正法眼蔵を読む
kofukuji
足利 祥林山 高福寺
この前、学生が浮かない顔をしているからどうしたか尋ねたら「疲れました」とひとこと。その学生は優秀で頑張り屋なので、さもありなんと思ったが、だいぶ思い詰めていたので、余計なお世話とは思ったが、釈尊の中道の話をした。
中道を説明するときによく聞くのが、琵琶(ギターみたいな楽器)を弾くのが得意な修行僧が激しく修行をしているのをみて、琵琶の弦をきつすぎず、ゆるすぎず、調度よく張ることで、いい音色が出るのと同じで、修行も同じようにしないといけないというアドバイスを釈尊がする説話だ。

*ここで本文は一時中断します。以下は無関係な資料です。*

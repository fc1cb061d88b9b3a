//! Birthdays and anniversaries, and the merger that hands them out day by day.

use crate::error::{DataFormatError, EventOrderingViolation};
use chrono::NaiveDate;

/// A label containing this character is an anniversary rather than a birthday
pub const ANNIVERSARY_MARKER: char = '&';

/// A birthday or anniversary attached to a date
#[derive(Clone, PartialEq, Eq, Debug)]
pub struct AnnotationEvent {
    pub month: u32,
    pub day: u32,
    /// Year of birth or marriage
    pub year: i32,
    pub label: String,
}

impl AnnotationEvent {
    pub fn new<S: ToString>(month: u32, day: u32, year: i32, label: S) -> AnnotationEvent {
        AnnotationEvent {
            month,
            day,
            year,
            label: label.to_string(),
        }
    }

    pub fn is_anniversary(&self) -> bool {
        self.label.contains(ANNIVERSARY_MARKER)
    }

    fn key(&self) -> (u32, u32) {
        (self.month, self.day)
    }
}

/// Parse `M/D/Y name` lines. Blank lines and lines starting with `#` are ignored;
/// anything else that does not parse is an error.
pub fn parse_events(text: &str, source_name: &str) -> Result<Vec<AnnotationEvent>, DataFormatError> {
    let mut events = Vec::new();
    for (i, line) in text.lines().enumerate() {
        let trimmed = line.trim();
        if trimmed.is_empty() || trimmed.starts_with('#') {
            continue;
        }

        let error = |reason: &str| DataFormatError {
            source_name: source_name.to_string(),
            line: i + 1,
            content: line.to_string(),
            reason: reason.to_string(),
        };

        let (date, label) = trimmed
            .split_once(char::is_whitespace)
            .ok_or_else(|| error("missing name"))?;
        let label = label.trim();
        if label.is_empty() {
            return Err(error("missing name"));
        }

        let mut parts = date.split('/');
        let (Some(month), Some(day), Some(year), None) =
            (parts.next(), parts.next(), parts.next(), parts.next())
        else {
            return Err(error("expected a M/D/Y date"));
        };
        let month: u32 = month.parse().map_err(|_| error("invalid month"))?;
        let day: u32 = day.parse().map_err(|_| error("invalid day"))?;
        let year: i32 = year.parse().map_err(|_| error("invalid year"))?;

        // 2000 is a leap year, so Feb 29 is accepted here
        if NaiveDate::from_ymd_opt(2000, month, day).is_none() {
            return Err(error("no such date"));
        }

        events.push(AnnotationEvent::new(month, day, year, label));
    }
    Ok(events)
}

/// Fill in a template such as `{name} ({shortyear})` for one event
pub fn format_event(template: &str, event: &AnnotationEvent) -> String {
    template
        .replace("{name}", &event.label)
        .replace("{shortyear}", &format!("{:02}", event.year.rem_euclid(100)))
        .replace("{year}", &event.year.to_string())
        .replace("{month}", &event.month.to_string())
        .replace("{day}", &event.day.to_string())
}

/// Hands out events as a forward traversal of the year reaches their dates.
///
/// Events are kept sorted descending by (month, day) so the next one due is
/// always at the tail. Events sharing a date come out in the order they were
/// given.
#[derive(Debug, Clone)]
pub struct EventMerger {
    pending: Vec<AnnotationEvent>,
    cursor: Option<(u32, u32)>,
}

impl EventMerger {
    pub fn new(events: Vec<AnnotationEvent>) -> EventMerger {
        let mut indexed: Vec<(usize, AnnotationEvent)> = events.into_iter().enumerate().collect();
        // descending by date, and by file position within a date so the tail pops
        // the earliest line first
        indexed.sort_by(|(ia, a), (ib, b)| b.key().cmp(&a.key()).then(ib.cmp(ia)));
        EventMerger {
            pending: indexed.into_iter().map(|(_, e)| e).collect(),
            cursor: None,
        }
    }

    /// Build a merger for one calendar year, moving Feb 29 events to Feb 28 when
    /// the year has no leap day
    pub fn for_year(mut events: Vec<AnnotationEvent>, year: i32) -> EventMerger {
        if NaiveDate::from_ymd_opt(year, 2, 29).is_none() {
            for event in events.iter_mut().filter(|e| e.key() == (2, 29)) {
                log::debug!("{} has no Feb 29, showing '{}' on Feb 28", year, event.label);
                event.day = 28;
            }
        }
        EventMerger::new(events)
    }

    /// Remove and return every event on (`month`, `day`).
    ///
    /// The cursor must never move backwards, and no pending event may lie before
    /// it: either means an event would be silently skipped.
    pub fn pop_if_matches(
        &mut self,
        month: u32,
        day: u32,
    ) -> Result<Vec<AnnotationEvent>, EventOrderingViolation> {
        let cursor = (month, day);
        if let Some(previous) = self.cursor {
            if cursor < previous {
                return Err(EventOrderingViolation::Backwards {
                    from: previous,
                    to: cursor,
                });
            }
        }
        self.cursor = Some(cursor);

        if let Some(event) = self.pending.last() {
            if event.key() < cursor {
                return Err(EventOrderingViolation::PassedOver {
                    event: event.clone(),
                    cursor,
                });
            }
        }

        let mut due = Vec::new();
        while self.pending.last().map(AnnotationEvent::key) == Some(cursor) {
            if let Some(event) = self.pending.pop() {
                due.push(event);
            }
        }
        Ok(due)
    }

    pub fn is_empty(&self) -> bool {
        self.pending.is_empty()
    }

    /// Check that the traversal consumed everything
    pub fn finish(self) -> Result<(), EventOrderingViolation> {
        match self.pending.last() {
            Some(event) => Err(EventOrderingViolation::PassedOver {
                event: event.clone(),
                cursor: self.cursor.unwrap_or((12, 31)),
            }),
            None => Ok(()),
        }
    }
}

#[cfg(test)]
mod test {
    use super::*;

    fn labels(events: &[AnnotationEvent]) -> Vec<&str> {
        events.iter().map(|e| e.label.as_str()).collect()
    }

    #[test]
    fn parses_event_lines() {
        let text = "# family\n\n1/15/2000 Bob\n 2/1/1990  Alice Smith \n12/25/1950 Ann & Joe\n";
        let events = parse_events(text, "birthdays.txt").expect("can parse events");
        assert_eq!(
            events,
            vec![
                AnnotationEvent::new(1, 15, 2000, "Bob"),
                AnnotationEvent::new(2, 1, 1990, "Alice Smith"),
                AnnotationEvent::new(12, 25, 1950, "Ann & Joe"),
            ]
        );
        assert!(!events[0].is_anniversary());
        assert!(events[2].is_anniversary());
    }

    #[test]
    fn rejects_malformed_lines() {
        for (text, line) in [
            ("1/15/2000", 1),
            ("# ok\n1/15 Bob", 2),
            ("13/1/2000 Bob", 1),
            ("2/30/2000 Bob", 1),
            ("a/1/2000 Bob", 1),
            ("1/1/2000/3 Bob", 1),
        ] {
            let err = parse_events(text, "birthdays.txt").expect_err("line is malformed");
            assert_eq!(err.line, line, "{text}");
            assert_eq!(err.source_name, "birthdays.txt");
        }
        assert!(parse_events("2/29/1996 Leap", "birthdays.txt").is_ok());
    }

    #[test]
    fn formats_templates() {
        let event = AnnotationEvent::new(3, 7, 1905, "Ada");
        assert_eq!(
            format_event("{name} ({shortyear}) {month}/{day}/{year}", &event),
            "Ada (05) 3/7/1905"
        );
    }

    #[test]
    fn merges_in_chronological_order() {
        let mut merger = EventMerger::new(vec![
            AnnotationEvent::new(2, 1, 1990, "A"),
            AnnotationEvent::new(1, 15, 2000, "B"),
            AnnotationEvent::new(1, 15, 2000, "C&D"),
        ]);

        let mut seen = Vec::new();
        for (month, days) in [(1, 31), (2, 1)] {
            for day in 1..=days {
                let due = merger.pop_if_matches(month, day).expect("in order");
                if !due.is_empty() {
                    seen.push(((month, day), due));
                }
            }
        }

        assert_eq!(seen.len(), 2);
        assert_eq!(seen[0].0, (1, 15));
        assert_eq!(labels(&seen[0].1), ["B", "C&D"]);
        assert!(seen[0].1[1].is_anniversary());
        assert_eq!(seen[1].0, (2, 1));
        assert_eq!(labels(&seen[1].1), ["A"]);
        assert!(merger.is_empty());
        merger.finish().expect("nothing left over");
    }

    #[test]
    fn skipped_dates_are_violations() {
        let mut merger = EventMerger::new(vec![AnnotationEvent::new(1, 10, 2000, "X")]);
        merger.pop_if_matches(1, 9).expect("not due yet");
        match merger.pop_if_matches(1, 11) {
            Err(EventOrderingViolation::PassedOver { event, cursor }) => {
                assert_eq!(event.label, "X");
                assert_eq!(cursor, (1, 11));
            }
            other => panic!("expected Jan 10 to be passed over, got {other:?}"),
        }
    }

    #[test]
    fn backwards_cursor_is_a_violation() {
        let mut merger = EventMerger::new(vec![AnnotationEvent::new(3, 1, 2000, "X")]);
        merger.pop_if_matches(2, 1).expect("not due yet");
        assert_eq!(
            merger.pop_if_matches(1, 1),
            Err(EventOrderingViolation::Backwards {
                from: (2, 1),
                to: (1, 1)
            })
        );

        // nothing pending does not excuse a backwards step
        let mut empty = EventMerger::new(vec![]);
        empty.pop_if_matches(3, 1).expect("nothing due");
        assert_eq!(
            empty.pop_if_matches(1, 1),
            Err(EventOrderingViolation::Backwards {
                from: (3, 1),
                to: (1, 1)
            })
        );
    }

    #[test]
    fn leftovers_are_reported() {
        let merger = EventMerger::new(vec![AnnotationEvent::new(3, 1, 2000, "X")]);
        assert!(merger.finish().is_err());
    }

    #[test]
    fn leap_day_folds_in_common_years() {
        let events = vec![AnnotationEvent::new(2, 29, 1996, "Leap")];

        let mut common = EventMerger::for_year(events.clone(), 2023);
        assert_eq!(labels(&common.pop_if_matches(2, 28).expect("in order")), ["Leap"]);

        let mut leap = EventMerger::for_year(events, 2024);
        assert!(leap.pop_if_matches(2, 28).expect("in order").is_empty());
        assert_eq!(labels(&leap.pop_if_matches(2, 29).expect("in order")), ["Leap"]);
    }
}
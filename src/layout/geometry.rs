use super::{BoxLayout, LayoutParseError, PointLayout};
use crate::pagesize::PageSpec;

/// A resolved (x, y) position, measured from the top-left corner of the page
#[derive(Debug, Default, Copy, Clone, PartialEq, Eq)]
pub struct Point {
    pub x: i32,
    pub y: i32,
}

impl Point {
    pub fn new(x: i32, y: i32) -> Point {
        Point { x, y }
    }

    pub fn parse(text: &str, page: &PageSpec) -> Result<Point, LayoutParseError> {
        let layout = PointLayout::parse(text)?;
        layout.check(page)?;
        let [x, y] = layout.resolve(page);
        Ok(Point { x, y })
    }
}

/// A resolved box, measured from the top-left corner of the page with `top <
/// bottom` for a box of positive height
#[derive(Debug, Default, Copy, Clone, PartialEq, Eq)]
pub struct Bounds {
    pub left: i32,
    pub top: i32,
    pub right: i32,
    pub bottom: i32,
}

impl Bounds {
    pub fn ltrb(left: i32, top: i32, right: i32, bottom: i32) -> Bounds {
        Bounds {
            left,
            top,
            right,
            bottom,
        }
    }

    pub fn parse(text: &str, page: &PageSpec) -> Result<Bounds, LayoutParseError> {
        let layout = BoxLayout::parse(text)?;
        layout.check(page)?;
        let [left, top, right, bottom] = layout.resolve(page);
        Ok(Bounds::ltrb(left, top, right, bottom))
    }

    pub fn width(&self) -> i32 {
        self.right - self.left
    }

    pub fn height(&self) -> i32 {
        self.bottom - self.top
    }
}
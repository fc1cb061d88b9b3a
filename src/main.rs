use anyhow::Context;
use clap::Parser;
use pdf_calendar::{render, CalendarConfig, CalendarData, PdfSurface};
use std::fs::File;
use std::io::BufWriter;
use std::path::PathBuf;

#[derive(Parser)]
#[command(name = "pdf-calendar")]
#[command(version)]
#[command(about = "Render a yearly calendar to PDF", long_about = None)]
struct Cli {
    /// Calendar configuration file; data files are read from its directory
    #[arg(value_name = "CONFIG", default_value = "calendar.ini")]
    config: PathBuf,
}

fn main() -> anyhow::Result<()> {
    env_logger::Builder::from_env(env_logger::Env::default().default_filter_or("info")).init();
    let cli = Cli::parse();

    let config = CalendarConfig::load(&cli.config)
        .with_context(|| format!("loading configuration from {}", cli.config.display()))?;
    let data = CalendarData::load(&config.dir, config.general.skip_bitmaps)
        .with_context(|| format!("loading calendar data from {}", config.dir.display()))?;

    log::info!("Creating {} calendar", config.general.year);
    let font_dir = config.font_dir();
    let mut surface = PdfSurface::new(config.page, &config.general.title, font_dir.as_deref());
    surface.info.subject(format!("Calendar for {}", config.general.year));
    let pages = render(&config, &data, &mut surface).context("composing calendar")?;

    let output = config.output_path();
    log::info!("Outputting {} pages to {}", pages, output.display());
    let file = File::create(&output).with_context(|| format!("creating {}", output.display()))?;
    let mut writer = BufWriter::new(file);
    surface
        .write(&mut writer)
        .with_context(|| format!("writing {}", output.display()))?;

    log::info!("Done");
    Ok(())
}
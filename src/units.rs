//! Measurement units.
//!
//! Layout and drawing happen in the document's *native unit*, a thousandth of an
//! inch, stored as `i32`. The PDF backend converts to [`Pt`] (1/72 inch) only when
//! it writes content streams.

use derive_more::{Add, AddAssign, Display, Div, From, Into, Mul, Sub, SubAssign, Sum};

/// Native units per inch. Every coordinate handed to a
/// [`DrawingSurface`](crate::DrawingSurface) uses this scale.
pub const NATIVE_PER_INCH: i32 = 1000;

/// Millimetres per inch
pub const MM_PER_INCH: f64 = 25.4;

/// Centimetres per inch
pub const CM_PER_INCH: f64 = 2.54;

/// PDF points per inch
pub const POINTS_PER_INCH: f32 = 72.0;

/// A PDF point, 1/72 of an inch
#[derive(
    Debug,
    Default,
    Copy,
    Clone,
    PartialEq,
    PartialOrd,
    Add,
    AddAssign,
    Sub,
    SubAssign,
    Mul,
    Div,
    Sum,
    Display,
    From,
    Into,
)]
pub struct Pt(pub f32);

impl Pt {
    /// Convert a length in native units to points
    pub fn from_native(value: i32) -> Pt {
        Pt(value as f32 * POINTS_PER_INCH / NATIVE_PER_INCH as f32)
    }
}

/// Convert inches to native units (not rounded)
pub fn inches(value: f64) -> f64 {
    value * NATIVE_PER_INCH as f64
}

/// Convert millimetres to native units (not rounded)
pub fn millimetres(value: f64) -> f64 {
    value / MM_PER_INCH * NATIVE_PER_INCH as f64
}

/// Convert centimetres to native units (not rounded)
pub fn centimetres(value: f64) -> f64 {
    value / CM_PER_INCH * NATIVE_PER_INCH as f64
}

#[cfg(test)]
mod test {
    use super::*;

    #[test]
    fn one_inch_is_72_points() {
        assert_eq!(Pt::from_native(NATIVE_PER_INCH), Pt(72.0));
        assert_eq!(Pt::from_native(500), Pt(36.0));
    }

    #[test]
    fn metric_conversions_agree() {
        assert!((millimetres(25.4) - 1000.0).abs() < 1e-9);
        assert!((centimetres(2.54) - 1000.0).abs() < 1e-9);
        assert!((millimetres(10.0) - centimetres(1.0)).abs() < 1e-9);
    }
}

つまり、このわたしの人生の音色が美しく響くように生き方を調整しなさいということだ。この「わたしの」というのがポイントだ。10人いたら10人の調度いい張り具合があるということ。以前は、この中道の話を聞いたときに、そのいい張り具合のポイントを教えてくれよ!と思ったものだが、そんなのは人それぞれで他人が教えられるものではない。
ただ言えるのは、厳しすぎてもダメだし、だらけてもダメだということ。そしてそれは走りながら決めるしかないと思う。トライアンドエラーを繰り返しながら、自分の丁度いいところを見つけていく。また、見つかったらといってそこで終わりではない。日々人生は変化していく。だから常に探し続けるという姿勢が大事なのだと思う。